Duane had taken this same pot we had used, and filled up an entire cigarette with it to smoke it himself the next day in his bathroom at his parents’ house.  He described for us in detail how he was convinced that he would die all night.  He was twiddling a little piece of drumstick wood in his fingers and became persuaded that if he were to drop this piece of wood, his heart would stop.  We found out the next week from Duane’s older friend that we had in fact been smoking ganja laced with PCP.

It was during some of these strange moments of being high and sitting around talking about weird philosophy and sharing poetry and song lyrics that I first met Harmony.  Harmony was a striking sight of beauty to my 9th Grade eyes.  She was a hippie girl who smoked, talked eccentric chatter and had long brown hair.  Something within me was ignited and inspired.  I began to write songs and poems describing the way I felt about her.

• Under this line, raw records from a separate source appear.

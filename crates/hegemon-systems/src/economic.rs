//! The imperial circuit: extraction, tribute, wages, and client-state subsidy.
//!
//! Wealth flows in four tiers each tick:
//!
//! ```text
//! periphery worker --exploitation--> comprador --tribute--> core bourgeoisie
//!                                                             |        |
//!                                        labor aristocracy <--wages    client_state--> comprador
//! ```
//!
//! The first three phases only move wealth and are audited for conservation.
//! The subsidy phase burns core wealth into comprador repression capacity.
//! Afterwards the economy record is updated and the dynamic wage rate reacts
//! to whether the rent pool grew or shrank.

use hegemon_graph::WorkingGraph;
use hegemon_types::{EdgeType, EntityId, SimulationEvent, SocialRole};
use tracing::{debug, info, warn};

use crate::conservation::{ConservationResult, total_wealth, verify_conservation};
use crate::error::SystemError;
use crate::system::{StepContext, System};
use crate::util::unit;

/// Wage rates within this distance of the floor count as at the floor.
const FLOOR_EPSILON: f64 = 1e-9;

/// Runs the four-tier value flow and updates the economy record.
#[derive(Debug, Clone, Copy, Default)]
pub struct EconomicCircuit;

impl System for EconomicCircuit {
    fn name(&self) -> &'static str {
        "economic_circuit"
    }

    fn step(&self, graph: &mut WorkingGraph, ctx: &mut StepContext<'_>) -> Result<(), SystemError> {
        let before = total_wealth(graph);

        let rent_pool = self.extract(graph, ctx)?;
        self.collect_tribute(graph, ctx)?;
        self.pay_wages(graph, ctx)?;

        let after = total_wealth(graph);
        let tolerance = ctx.defines.economy.conservation_tolerance;
        if let ConservationResult::Violated { before, after } =
            verify_conservation(before, after, tolerance)
        {
            return Err(SystemError::ConservationViolated {
                tick: ctx.tick,
                before,
                after,
            });
        }

        self.subsidize(graph, ctx)?;
        update_economy(graph, ctx, rent_pool);
        Ok(())
    }
}

impl EconomicCircuit {
    /// Phase 1: move imperial rent along exploitation edges.
    ///
    /// Returns the total rent extracted this tick.
    fn extract(&self, graph: &mut WorkingGraph, ctx: &mut StepContext<'_>) -> Result<f64, SystemError> {
        let mut pool = 0.0;
        for index in graph.edge_indices(EdgeType::Exploitation) {
            let Some((source_id, target_id)) = endpoints(graph, index) else {
                continue;
            };
            let source = graph
                .require_entity(&source_id)
                .map_err(|e| SystemError::graph(self.name(), e))?;
            let target_active = graph
                .require_entity(&target_id)
                .map_err(|e| SystemError::graph(self.name(), e))?
                .active;
            if !source.active || !target_active {
                continue;
            }

            let adjusted =
                unit(source.ideology.class_consciousness * ctx.config.consciousness_resistance);
            let rent = (ctx.config.extraction_efficiency * source.wealth * (1.0 - adjusted))
                .min(source.wealth)
                .max(0.0);

            self.transfer(graph, &source_id, &target_id, rent)?;
            if let Some(edge) = graph.edge_mut(index) {
                edge.value_flow = rent;
            }
            pool += rent;

            ctx.bus.publish(SimulationEvent::Extraction {
                tick: ctx.tick,
                source_id,
                target_id,
                amount: rent,
            });
        }
        Ok(pool)
    }

    /// Phase 2: compradors keep their cut and forward the rest to the core.
    fn collect_tribute(
        &self,
        graph: &mut WorkingGraph,
        ctx: &mut StepContext<'_>,
    ) -> Result<(), SystemError> {
        for index in graph.edge_indices(EdgeType::Tribute) {
            let Some((source_id, target_id)) = endpoints(graph, index) else {
                continue;
            };
            let source = graph
                .require_entity(&source_id)
                .map_err(|e| SystemError::graph(self.name(), e))?;
            if !source.active {
                continue;
            }
            let retained = source.wealth * ctx.config.comprador_cut;
            let amount = source.wealth - retained;
            if amount <= 0.0 {
                continue;
            }

            self.transfer(graph, &source_id, &target_id, amount)?;
            if let Some(edge) = graph.edge_mut(index) {
                edge.value_flow = amount;
            }

            ctx.bus.publish(SimulationEvent::Tribute {
                tick: ctx.tick,
                source_id,
                target_id,
                amount,
                retained,
            });
        }
        Ok(())
    }

    /// Phase 3: each core class pays super-wages to its labor aristocracy.
    ///
    /// The wage bill is split evenly across the payer's eligible wage edges.
    /// Edges targeting any other role never receive wages.
    fn pay_wages(&self, graph: &mut WorkingGraph, ctx: &mut StepContext<'_>) -> Result<(), SystemError> {
        let rate = graph.economy().current_super_wage_rate;
        let wage_edges = graph.edge_indices(EdgeType::Wages);

        let mut payers: Vec<EntityId> = Vec::new();
        for &index in &wage_edges {
            if let Some((source_id, _)) = endpoints(graph, index) {
                if !payers.contains(&source_id) {
                    payers.push(source_id);
                }
            }
        }

        for payer_id in payers {
            let payer = graph
                .require_entity(&payer_id)
                .map_err(|e| SystemError::graph(self.name(), e))?;
            if !payer.active {
                continue;
            }
            let wage_bill = rate * payer.wealth;

            let mut eligible = Vec::new();
            for &index in &wage_edges {
                let Some((source_id, target_id)) = endpoints(graph, index) else {
                    continue;
                };
                if source_id != payer_id {
                    continue;
                }
                let target = graph
                    .require_entity(&target_id)
                    .map_err(|e| SystemError::graph(self.name(), e))?;
                if target.role != SocialRole::LaborAristocracy {
                    warn!(
                        tick = ctx.tick,
                        source = %payer_id,
                        target = %target_id,
                        role = %target.role,
                        "wage edge does not target a labor aristocracy; skipping"
                    );
                    continue;
                }
                if target.active {
                    eligible.push((index, target_id));
                }
            }

            let Some(share) = split(wage_bill, eligible.len()) else {
                continue;
            };
            for (index, target_id) in eligible {
                self.transfer(graph, &payer_id, &target_id, share)?;
                if let Some(edge) = graph.edge_mut(index) {
                    edge.value_flow = share;
                }
                ctx.bus.publish(SimulationEvent::Wages {
                    tick: ctx.tick,
                    source_id: payer_id.clone(),
                    target_id,
                    amount: share,
                });
            }
        }
        Ok(())
    }

    /// Phase 4: the core props up client regimes facing revolt.
    fn subsidize(&self, graph: &mut WorkingGraph, ctx: &mut StepContext<'_>) -> Result<(), SystemError> {
        for index in graph.edge_indices(EdgeType::ClientState) {
            let Some((source_id, target_id)) = endpoints(graph, index) else {
                continue;
            };
            let cap = graph.edge(index).map_or(0.0, |e| e.subsidy_cap);
            let client = graph
                .require_entity(&target_id)
                .map_err(|e| SystemError::graph(self.name(), e))?;
            if !client.active {
                continue;
            }
            let threatened = client.p_revolution
                > ctx.config.subsidy_trigger_threshold * client.p_acquiescence;
            if !threatened {
                continue;
            }

            let patron = graph
                .require_entity_mut(&source_id)
                .map_err(|e| SystemError::graph(self.name(), e))?;
            if !patron.active {
                continue;
            }
            let amount = cap.min(patron.wealth).max(0.0);
            if amount <= 0.0 {
                continue;
            }
            patron.wealth -= amount;

            let repression_boost = amount * ctx.config.subsidy_conversion_rate;
            let client = graph
                .require_entity_mut(&target_id)
                .map_err(|e| SystemError::graph(self.name(), e))?;
            client.repression_faced = unit(client.repression_faced + repression_boost);
            if let Some(edge) = graph.edge_mut(index) {
                edge.value_flow = amount;
            }

            debug!(tick = ctx.tick, patron = %source_id, client = %target_id, amount, "subsidy paid");
            ctx.bus.publish(SimulationEvent::Subsidy {
                tick: ctx.tick,
                source_id,
                target_id,
                amount,
                repression_boost,
            });
        }
        Ok(())
    }

    /// Move wealth between two classes.
    fn transfer(
        &self,
        graph: &mut WorkingGraph,
        from: &EntityId,
        to: &EntityId,
        amount: f64,
    ) -> Result<(), SystemError> {
        let source = graph
            .require_entity_mut(from)
            .map_err(|e| SystemError::graph(self.name(), e))?;
        source.wealth -= amount;
        let target = graph
            .require_entity_mut(to)
            .map_err(|e| SystemError::graph(self.name(), e))?;
        target.wealth += amount;
        Ok(())
    }
}

/// Record the rent pool and move the dynamic wage rate.
///
/// A shrinking pool cuts wages by one step down to the floor; otherwise
/// wages recover one step toward the baseline. Hitting the floor while the
/// pool shrinks raises the wage-crisis signal once.
fn update_economy(graph: &mut WorkingGraph, ctx: &mut StepContext<'_>, rent_pool: f64) {
    let config = ctx.config;
    let previous_pool = ctx.cross_tick.previous_rent_pool;
    let economy = graph.economy_mut();
    let rate = economy.current_super_wage_rate;

    let contracting = previous_pool.is_some_and(|previous| rent_pool < previous);
    let new_rate = if contracting {
        (rate - config.wage_cut_step).max(config.min_wage_rate)
    } else {
        (rate + config.wage_cut_step).min(config.super_wage_rate)
    };

    economy.imperial_rent_pool = rent_pool;
    economy.total_extracted += rent_pool;
    economy.current_super_wage_rate = new_rate;
    ctx.cross_tick.previous_rent_pool = Some(rent_pool);

    let at_floor = new_rate <= config.min_wage_rate + FLOOR_EPSILON;
    if contracting && at_floor && ctx.cross_tick.wage_crisis.is_none() {
        ctx.cross_tick.wage_crisis = Some(ctx.tick);
        info!(
            tick = ctx.tick,
            rent_pool,
            wage_rate = new_rate,
            "wage floor reached during rent contraction"
        );
        ctx.bus.publish(SimulationEvent::EconomicCrisis {
            tick: ctx.tick,
            rent_pool,
            previous_rent_pool: previous_pool.unwrap_or(rent_pool),
            wage_rate: new_rate,
        });
    }
}

/// Source and target of the edge at `index`.
fn endpoints(graph: &WorkingGraph, index: usize) -> Option<(EntityId, EntityId)> {
    graph
        .edge(index)
        .map(|edge| (edge.source_id.clone(), edge.target_id.clone()))
}

/// Divide `total` evenly across `parts`, or `None` when there is nothing to split.
fn split(total: f64, parts: usize) -> Option<f64> {
    let count = u32::try_from(parts).ok().filter(|&n| n > 0)?;
    Some(total / f64::from(count))
}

It wasn’t long before Harmony and I were “going out”, which was just an official term for considering each other to be boyfriend and girlfriend.  I was such an odd kid, and during our 2 months of dating I couldn’t even work up the nerve to kiss her.  Somehow I had the audacity to put a lot of foreign unknown chemicals in my body, but not the confidence to make the move I so desperately wanted to make.  I was a walking contradiction of sin and naïve conscience.

So Harmony and I broke up, because nothing was happening.  I think I freaked her out because I was writing songs for her and hinting at being in love with her, yet surprised her by being so afraid to kiss her.  But we became the closest of friends.  We began to talk with each other every night on the phone.  Sometimes I would be up until 2am and my parents would bust me on my phone (this was when we still had land lines- not cell phones!)  We continued to be deeply close friends, sharing our love for classic rock like Led Zeppelin and the Beatles, and pouring out our hearts to each other.

It was during this time that we also began to discover Pink Floyd.  Duane, Mitchell and I watched the movie “The Wall”, and began listening to albums like “Dark Side of the Moon”, “Meddle” and “Wish You Were Here”.  Something in the morose, dark psychedelic sounds of the Floyd seemed to provide the soundtrack for our venture into cannabis use.  The lyrics also spoke of a cynical, alienated view of the world.  We identified with them and their songs began to influence our song writing.

My songs took a turn into the world of melancholy.  They had a sombre tone.  I also discovered guitar and vocal effects like flangers, phasers, reverbs and delays that gave my music the simulation of surrealism.  These effects were also used by Jimi Hendrix, The Doors, Led Zeppelin, Smashing Pumpkins, Nirvana, the later career of the Beatles, and more.  My lyrics became even more philosophical in tone, at times entering into a dream like world apart from reality, and at other times expressing the ongoing isolation I felt within myself when standing in juxtaposition to society.  I became more addicted to pain and sorrow, as I began to felt they were a catalyst for “true art”.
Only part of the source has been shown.